[PROMPT] Your answer should be each line of the entries that contains the word "ComponentCount", copied in full.

[STORED DATA]
━━━━

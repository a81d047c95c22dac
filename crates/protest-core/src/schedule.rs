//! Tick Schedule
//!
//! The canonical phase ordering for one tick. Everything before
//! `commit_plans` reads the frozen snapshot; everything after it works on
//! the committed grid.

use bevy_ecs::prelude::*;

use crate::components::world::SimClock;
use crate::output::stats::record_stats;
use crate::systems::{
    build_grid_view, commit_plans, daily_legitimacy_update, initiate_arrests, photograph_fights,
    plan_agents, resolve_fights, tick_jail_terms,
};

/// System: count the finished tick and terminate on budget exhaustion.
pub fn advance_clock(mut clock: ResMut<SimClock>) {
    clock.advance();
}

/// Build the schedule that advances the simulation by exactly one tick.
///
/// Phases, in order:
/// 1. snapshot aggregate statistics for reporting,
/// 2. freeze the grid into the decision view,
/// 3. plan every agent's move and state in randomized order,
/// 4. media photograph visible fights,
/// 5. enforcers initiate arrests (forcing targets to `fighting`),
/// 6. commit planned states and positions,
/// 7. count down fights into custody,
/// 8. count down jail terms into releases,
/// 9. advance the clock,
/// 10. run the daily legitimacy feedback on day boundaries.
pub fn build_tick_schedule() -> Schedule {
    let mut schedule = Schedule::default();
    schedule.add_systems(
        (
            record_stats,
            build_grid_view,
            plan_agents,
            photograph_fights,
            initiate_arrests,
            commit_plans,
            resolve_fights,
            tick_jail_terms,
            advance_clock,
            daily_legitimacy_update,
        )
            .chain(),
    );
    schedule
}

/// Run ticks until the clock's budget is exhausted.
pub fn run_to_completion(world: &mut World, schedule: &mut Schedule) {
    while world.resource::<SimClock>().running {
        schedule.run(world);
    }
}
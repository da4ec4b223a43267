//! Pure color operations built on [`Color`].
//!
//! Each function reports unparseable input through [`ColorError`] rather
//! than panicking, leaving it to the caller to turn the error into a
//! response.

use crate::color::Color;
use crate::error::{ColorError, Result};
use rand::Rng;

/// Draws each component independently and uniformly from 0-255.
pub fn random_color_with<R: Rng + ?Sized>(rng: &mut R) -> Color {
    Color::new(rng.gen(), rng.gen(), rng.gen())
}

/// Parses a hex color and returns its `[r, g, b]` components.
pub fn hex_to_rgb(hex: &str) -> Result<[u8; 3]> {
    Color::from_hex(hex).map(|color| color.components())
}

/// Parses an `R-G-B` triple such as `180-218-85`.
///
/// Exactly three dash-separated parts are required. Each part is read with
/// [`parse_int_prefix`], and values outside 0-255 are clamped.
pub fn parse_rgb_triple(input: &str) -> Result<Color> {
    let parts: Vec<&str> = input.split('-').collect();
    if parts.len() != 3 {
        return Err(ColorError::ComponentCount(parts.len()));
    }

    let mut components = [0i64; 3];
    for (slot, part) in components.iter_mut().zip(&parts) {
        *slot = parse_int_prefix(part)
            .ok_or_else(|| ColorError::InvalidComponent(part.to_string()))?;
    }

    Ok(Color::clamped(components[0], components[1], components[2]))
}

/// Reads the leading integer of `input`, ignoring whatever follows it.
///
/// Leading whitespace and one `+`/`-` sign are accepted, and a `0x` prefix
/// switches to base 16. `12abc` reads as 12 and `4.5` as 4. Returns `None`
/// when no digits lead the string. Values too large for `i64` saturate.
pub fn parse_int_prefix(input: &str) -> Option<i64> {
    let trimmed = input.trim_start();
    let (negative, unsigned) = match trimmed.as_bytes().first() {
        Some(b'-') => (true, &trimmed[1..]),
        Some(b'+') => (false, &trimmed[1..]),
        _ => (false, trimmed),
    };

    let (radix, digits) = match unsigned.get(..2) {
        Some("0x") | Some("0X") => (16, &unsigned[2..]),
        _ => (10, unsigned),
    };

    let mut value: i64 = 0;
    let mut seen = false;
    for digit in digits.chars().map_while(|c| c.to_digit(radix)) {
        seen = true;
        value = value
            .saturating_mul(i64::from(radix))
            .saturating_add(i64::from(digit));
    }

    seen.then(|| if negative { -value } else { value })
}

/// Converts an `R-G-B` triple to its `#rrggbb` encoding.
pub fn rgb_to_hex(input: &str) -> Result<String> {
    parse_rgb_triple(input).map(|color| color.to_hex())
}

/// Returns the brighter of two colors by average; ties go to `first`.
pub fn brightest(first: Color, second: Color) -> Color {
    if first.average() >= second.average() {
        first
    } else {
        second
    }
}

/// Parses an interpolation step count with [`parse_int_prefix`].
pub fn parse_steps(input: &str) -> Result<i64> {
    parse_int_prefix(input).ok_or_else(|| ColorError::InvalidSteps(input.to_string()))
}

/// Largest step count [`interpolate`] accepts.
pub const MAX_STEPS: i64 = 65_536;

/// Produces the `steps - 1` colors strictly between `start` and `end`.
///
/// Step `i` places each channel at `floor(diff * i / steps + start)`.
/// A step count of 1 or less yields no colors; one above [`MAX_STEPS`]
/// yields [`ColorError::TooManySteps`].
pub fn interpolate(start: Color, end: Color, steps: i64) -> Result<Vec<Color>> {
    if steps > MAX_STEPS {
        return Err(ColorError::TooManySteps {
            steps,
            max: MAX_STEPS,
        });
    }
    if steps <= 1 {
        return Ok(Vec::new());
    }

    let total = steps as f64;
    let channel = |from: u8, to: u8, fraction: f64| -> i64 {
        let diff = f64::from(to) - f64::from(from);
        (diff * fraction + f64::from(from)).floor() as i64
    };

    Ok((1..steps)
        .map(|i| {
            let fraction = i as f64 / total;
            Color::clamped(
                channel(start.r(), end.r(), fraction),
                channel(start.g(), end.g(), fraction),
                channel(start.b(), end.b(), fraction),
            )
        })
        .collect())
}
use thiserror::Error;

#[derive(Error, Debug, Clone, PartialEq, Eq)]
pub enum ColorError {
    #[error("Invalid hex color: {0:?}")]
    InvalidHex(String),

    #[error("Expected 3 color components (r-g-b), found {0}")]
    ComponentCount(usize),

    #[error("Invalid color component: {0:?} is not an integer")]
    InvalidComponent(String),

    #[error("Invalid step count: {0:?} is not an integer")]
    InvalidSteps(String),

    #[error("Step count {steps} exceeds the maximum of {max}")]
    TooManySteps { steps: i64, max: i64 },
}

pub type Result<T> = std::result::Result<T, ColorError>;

━━━━

[SOLUTION FOR THIS PROBLEM]
        return Err(ColorError::ComponentCount(parts.len()));
    ComponentCount(usize),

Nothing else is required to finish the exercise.